** SUPPLIED INFORMATION follows **

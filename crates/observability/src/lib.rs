//! Tracing and logging (shared setup).

/// Initialize process-wide observability (tracing/logging).
///
/// This is safe to call multiple times; subsequent calls become no-ops.
pub fn init() {
    tracing::init();
}

/// Tracing configuration (filters, layers).
pub mod tracing;
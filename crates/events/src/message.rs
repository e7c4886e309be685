use serde::Serialize;

/// A record that can leave the process on the event stream.
///
/// The serialized form is the full wire payload; `message_type` is the same
/// discriminator, exposed so transports can index on it without re-parsing.
pub trait OutboundMessage: Serialize + Send + Sync {
    /// Stable type tag (e.g. `"Quoter"`).
    fn message_type(&self) -> &'static str;
}
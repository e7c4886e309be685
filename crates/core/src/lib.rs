//! `quotedesk-core`: domain foundation building blocks.
//!
//! This crate contains **pure domain** primitives (no infrastructure concerns).

pub mod error;
pub mod id;

pub use error::{DomainError, DomainResult};
pub use id::{LineId, QuoterId, SaleId};
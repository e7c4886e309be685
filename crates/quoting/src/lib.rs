//! Quoting domain module.
//!
//! This crate contains the quoter and sale records plus the one business rule
//! tying them together, implemented purely as deterministic domain logic
//! (no IO, no HTTP, no storage).

pub mod event;
pub mod quoter;
pub mod sale;

pub use event::OutboundEvent;
pub use quoter::{Client, ProductLine, Quoter, QuoterPatch, ServiceLine};
pub use sale::{Sale, ensure_mutable};
//! Test doubles shared by the infra unit tests.

use std::sync::Mutex;
use std::sync::atomic::{AtomicUsize, Ordering};

use async_trait::async_trait;
use chrono::{TimeZone, Utc};

use quotedesk_core::{LineId, QuoterId};
use quotedesk_events::EventPublisher;
use quotedesk_quoting::{Client, OutboundEvent, ProductLine, Quoter, QuoterPatch, Sale, ServiceLine};

use crate::storage::{InMemoryQuoterStore, QuoterFilter, QuoterStore, StorageError};

pub(crate) fn quoter_named(name: &str) -> Quoter {
    Quoter {
        id: QuoterId::new(),
        name: name.to_string(),
        date: Utc.with_ymd_and_hms(2024, 5, 10, 9, 30, 0).unwrap(),
        subtotal: 1000.0,
        iva: 160.0,
        total: 1160.0,
        percentage_in_advance_pay: 50.0,
        revenue_percentage: 25.0,
        first_pay: 580.0,
        second_pay: 580.0,
        description: format!("{name} description"),
        client: Client {
            id: LineId::new(),
            name: "ACME".to_string(),
            location: "Guadalajara".to_string(),
            email: "buyer@acme.test".to_string(),
            phone_number: 3312345678,
        },
        services: vec![ServiceLine {
            id: LineId::new(),
            name: "Mantenimiento".to_string(),
            description: "Mantenimiento preventivo".to_string(),
            client_price: 522.0,
            real_price: 200.0,
        }],
        products: vec![ProductLine {
            id: LineId::new(),
            title: "Access point".to_string(),
            list_price: 120.0,
            discount_price: 99.0,
            image: "ap.png".to_string(),
            stock_number: 3,
            brand: "Ubiquiti".to_string(),
            product_id: 4411,
            model: "U6-Lite".to_string(),
            sat_key: 43222600,
            weight: 0.3,
        }],
    }
}

/// In-memory store that records every write call made through the
/// [`QuoterStore`] trait. Seeding bypasses the counters.
#[derive(Default)]
pub(crate) struct RecordingStore {
    inner: InMemoryQuoterStore,
    quoter_inserts: AtomicUsize,
    sale_inserts: AtomicUsize,
    updates: Mutex<Vec<(QuoterId, QuoterPatch)>>,
    fail_sale_lookup: bool,
}

impl RecordingStore {
    pub(crate) fn new() -> Self {
        Self::default()
    }

    /// Sale lookups fail as if the database were unreachable.
    pub(crate) fn failing_sale_lookup() -> Self {
        Self {
            fail_sale_lookup: true,
            ..Self::default()
        }
    }

    pub(crate) async fn seed_quoter(&self, quoter: Quoter) {
        self.inner.insert_quoter(quoter).await.unwrap();
    }

    pub(crate) async fn seed_sale(&self, sale: Sale) {
        self.inner.insert_sale(sale).await.unwrap();
    }

    pub(crate) fn quoter_inserts(&self) -> usize {
        self.quoter_inserts.load(Ordering::SeqCst)
    }

    pub(crate) fn sale_inserts(&self) -> usize {
        self.sale_inserts.load(Ordering::SeqCst)
    }

    pub(crate) fn updates(&self) -> Vec<(QuoterId, QuoterPatch)> {
        self.updates.lock().unwrap().clone()
    }
}

#[async_trait]
impl QuoterStore for RecordingStore {
    async fn find_quoter(&self, id: QuoterId) -> Result<Quoter, StorageError> {
        self.inner.find_quoter(id).await
    }

    async fn find_quoters(&self, filter: QuoterFilter, limit: usize) -> Result<Vec<Quoter>, StorageError> {
        self.inner.find_quoters(filter, limit).await
    }

    async fn insert_quoter(&self, quoter: Quoter) -> Result<Quoter, StorageError> {
        self.quoter_inserts.fetch_add(1, Ordering::SeqCst);
        self.inner.insert_quoter(quoter).await
    }

    async fn update_quoter(&self, id: QuoterId, patch: &QuoterPatch) -> Result<(), StorageError> {
        self.updates.lock().unwrap().push((id, patch.clone()));
        self.inner.update_quoter(id, patch).await
    }

    async fn insert_sale(&self, sale: Sale) -> Result<Sale, StorageError> {
        self.sale_inserts.fetch_add(1, Ordering::SeqCst);
        self.inner.insert_sale(sale).await
    }

    async fn find_sale_by_quoter(&self, quoter_id: QuoterId) -> Result<Option<Sale>, StorageError> {
        if self.fail_sale_lookup {
            return Err(StorageError::Connection("sales collection unreachable".to_string()));
        }
        self.inner.find_sale_by_quoter(quoter_id).await
    }
}

#[derive(Debug, thiserror::Error)]
#[error("broker unavailable")]
pub(crate) struct BrokerDown;

/// Publisher whose broker is always down.
pub(crate) struct FailingPublisher;

impl EventPublisher<OutboundEvent> for FailingPublisher {
    type Error = BrokerDown;

    fn publish(&self, _message: &OutboundEvent) -> Result<(), Self::Error> {
        Err(BrokerDown)
    }
}
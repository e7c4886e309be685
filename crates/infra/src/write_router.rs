//! Write routing: apply a mutation to storage, or publish it instead.
//!
//! The choice between the two is made **once**, when the router is built from
//! a [`WriteMode`]. Each operation then delegates to the selected
//! [`WriteStrategy`] without re-checking the mode:
//!
//! ```text
//! Request handler
//!   ↓
//! WriteRouter ── sale check (updates only, both modes)
//!   ↓
//! ├─ DirectWrites    → QuoterStore (insert / update + re-read)
//! └─ StreamedWrites  → EventPublisher (Quoter / Sale event)
//! ```
//!
//! ## Quoter immutability
//!
//! Before any update path runs, the router asks storage whether a sale
//! references the quoter. A sale means `ServiceError::Conflict`: no write, no
//! publish. "No sale" is `Ok(None)` from the store, never an error, so a
//! failing lookup can only mean storage trouble and surfaces as
//! `ServiceError::Connection`.
//!
//! ## Streaming acknowledgements
//!
//! In streaming mode the returned record is the payload that was published.
//! It is an acknowledgement, not a confirmation that anything was persisted;
//! the router never reads back what it published.

use async_trait::async_trait;
use chrono::Utc;
use tracing::{info, warn};

use quotedesk_core::QuoterId;
use quotedesk_events::EventPublisher;
use quotedesk_quoting::{OutboundEvent, Quoter, QuoterPatch, Sale, ensure_mutable};

use crate::error::ServiceError;
use crate::storage::QuoterStore;

/// Where mutating operations go.
#[derive(Debug, Clone, Copy, PartialEq, Eq)]
pub enum WriteMode {
    /// Apply synchronously to storage.
    Direct,
    /// Publish as events for out-of-band consumption.
    Streaming,
}

impl WriteMode {
    pub fn as_str(&self) -> &'static str {
        match self {
            WriteMode::Direct => "direct",
            WriteMode::Streaming => "streaming",
        }
    }
}

/// One way of carrying out the mutating operations.
#[async_trait]
trait WriteStrategy: Send + Sync {
    async fn insert_quoter(&self, quoter: Quoter) -> Result<Quoter, ServiceError>;

    /// Only called once the quoter is known to have no sale.
    async fn update_quoter(&self, id: QuoterId, patch: &QuoterPatch) -> Result<Quoter, ServiceError>;

    async fn create_sale(&self, sale: Sale) -> Result<Sale, ServiceError>;
}

struct DirectWrites<S> {
    store: S,
}

#[async_trait]
impl<S: QuoterStore> WriteStrategy for DirectWrites<S> {
    async fn insert_quoter(&self, quoter: Quoter) -> Result<Quoter, ServiceError> {
        Ok(self.store.insert_quoter(quoter).await?)
    }

    async fn update_quoter(&self, id: QuoterId, patch: &QuoterPatch) -> Result<Quoter, ServiceError> {
        self.store.update_quoter(id, patch).await?;
        Ok(self.store.find_quoter(id).await?)
    }

    async fn create_sale(&self, sale: Sale) -> Result<Sale, ServiceError> {
        Ok(self.store.insert_sale(sale).await?)
    }
}

struct StreamedWrites<S, P> {
    store: S,
    publisher: P,
}

impl<S, P> StreamedWrites<S, P>
where
    P: EventPublisher<OutboundEvent>,
{
    fn publish(&self, event: &OutboundEvent) -> Result<(), ServiceError> {
        self.publisher.publish(event).map_err(|e| {
            warn!(error = %e, "event publish failed");
            ServiceError::Publish(e.to_string())
        })
    }
}

#[async_trait]
impl<S, P> WriteStrategy for StreamedWrites<S, P>
where
    S: QuoterStore,
    P: EventPublisher<OutboundEvent>,
{
    async fn insert_quoter(&self, quoter: Quoter) -> Result<Quoter, ServiceError> {
        self.publish(&OutboundEvent::Quoter(quoter.clone()))?;
        Ok(quoter)
    }

    async fn update_quoter(&self, id: QuoterId, patch: &QuoterPatch) -> Result<Quoter, ServiceError> {
        let merged = self.store.find_quoter(id).await?.patched(patch);
        self.publish(&OutboundEvent::Quoter(merged.clone()))?;
        Ok(merged)
    }

    async fn create_sale(&self, sale: Sale) -> Result<Sale, ServiceError> {
        self.publish(&OutboundEvent::Sale(sale.clone()))?;
        Ok(sale)
    }
}

/// Entry point for every mutating operation.
pub struct WriteRouter<S> {
    store: S,
    mode: WriteMode,
    strategy: Box<dyn WriteStrategy>,
}

impl<S> WriteRouter<S>
where
    S: QuoterStore + Clone + 'static,
{
    /// Build a router whose writes follow `mode`.
    ///
    /// `publisher` is only used in [`WriteMode::Streaming`].
    pub fn new<P>(mode: WriteMode, store: S, publisher: P) -> Self
    where
        P: EventPublisher<OutboundEvent> + 'static,
    {
        let strategy: Box<dyn WriteStrategy> = match mode {
            WriteMode::Direct => Box::new(DirectWrites { store: store.clone() }),
            WriteMode::Streaming => Box::new(StreamedWrites {
                store: store.clone(),
                publisher,
            }),
        };
        Self { store, mode, strategy }
    }

    pub fn mode(&self) -> WriteMode {
        self.mode
    }

    pub async fn insert_quoter(&self, quoter: Quoter) -> Result<Quoter, ServiceError> {
        info!(mode = self.mode.as_str(), quoter_id = %quoter.id, "inserting quoter");
        self.strategy.insert_quoter(quoter).await
    }

    pub async fn update_quoter(&self, id: QuoterId, patch: QuoterPatch) -> Result<Quoter, ServiceError> {
        let sale = self
            .store
            .find_sale_by_quoter(id)
            .await
            .map_err(|e| ServiceError::Connection(e.to_string()))?;

        if let Err(e) = ensure_mutable(id, sale.as_ref()) {
            info!(quoter_id = %id, "update refused: quoter already sold");
            return Err(e.into());
        }

        info!(mode = self.mode.as_str(), quoter_id = %id, "updating quoter");
        self.strategy.update_quoter(id, &patch).await
    }

    /// Record a sale for `quoter_id`, stamped now.
    ///
    /// Whether the quoter exists is not checked here.
    pub async fn create_sale(&self, quoter_id: QuoterId) -> Result<Sale, ServiceError> {
        let sale = Sale::new(quoter_id, Utc::now());
        info!(mode = self.mode.as_str(), sale_id = %sale.id, quoter_id = %quoter_id, "creating sale");
        self.strategy.create_sale(sale).await
    }
}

** End of SUPPLIED INFORMATION **

PROBLEM DETAILS -
Transcribe the records above exactly, beginning at the line that contains "process-wide observability (tracing/logging)." and ending with the line that contains "filename crates/quoting/src/lib.rs", both included, and nothing else.

SOLUTION TO THE EXERCISE -
/// Initialize process-wide observability (tracing/logging).
///
/// This is safe to call multiple times; subsequent calls become no-ops.
pub fn init() {
    tracing::init();
}

/// Tracing configuration (filters, layers).
pub mod tracing;
filename crates/events/src/message.rs
repository e7c4886e309be685
use serde::Serialize;

/// A record that can leave the process on the event stream.
///
/// The serialized form is the full wire payload; `message_type` is the same
/// discriminator, exposed so transports can index on it without re-parsing.
pub trait OutboundMessage: Serialize + Send + Sync {
    /// Stable type tag (e.g. `"Quoter"`).
    fn message_type(&self) -> &'static str;
}
repository e7c4886e309be685
filename crates/core/src/lib.rs
//! `quotedesk-core`: domain foundation building blocks.
//!
//! This crate contains **pure domain** primitives (no infrastructure concerns).

pub mod error;
pub mod id;

pub use error::{DomainError, DomainResult};
pub use id::{LineId, QuoterId, SaleId};
repository e7c4886e309be685
filename crates/quoting/src/lib.rs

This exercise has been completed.